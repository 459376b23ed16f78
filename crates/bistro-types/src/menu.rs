//! Menu catalog types.

use rust_decimal::Decimal;
use serde::{Deserialize, Serialize};

/// A dish offered by the restaurant.
///
/// Menu items are defined when the process starts and never change
/// afterwards. The name doubles as the lookup key used when pricing carts.
#[derive(Debug, Clone, PartialEq, Serialize, Deserialize)]
pub struct MenuItem {
	/// Stable numeric identifier.
	pub id: u32,
	/// Display name, unique within a catalog.
	pub name: String,
	/// Unit price, never negative.
	pub price: Decimal,
}

impl MenuItem {
	/// Creates a menu item from a whole-rupee price.
	pub fn new(id: u32, name: impl Into<String>, price: i64) -> Self {
		Self {
			id,
			name: name.into(),
			price: Decimal::from(price),
		}
	}
}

────────────────

Copy every line from the entries that contains the word "String".

	pub name: String,
	pub fn new(id: u32, name: impl Into<String>, price: i64) -> Self {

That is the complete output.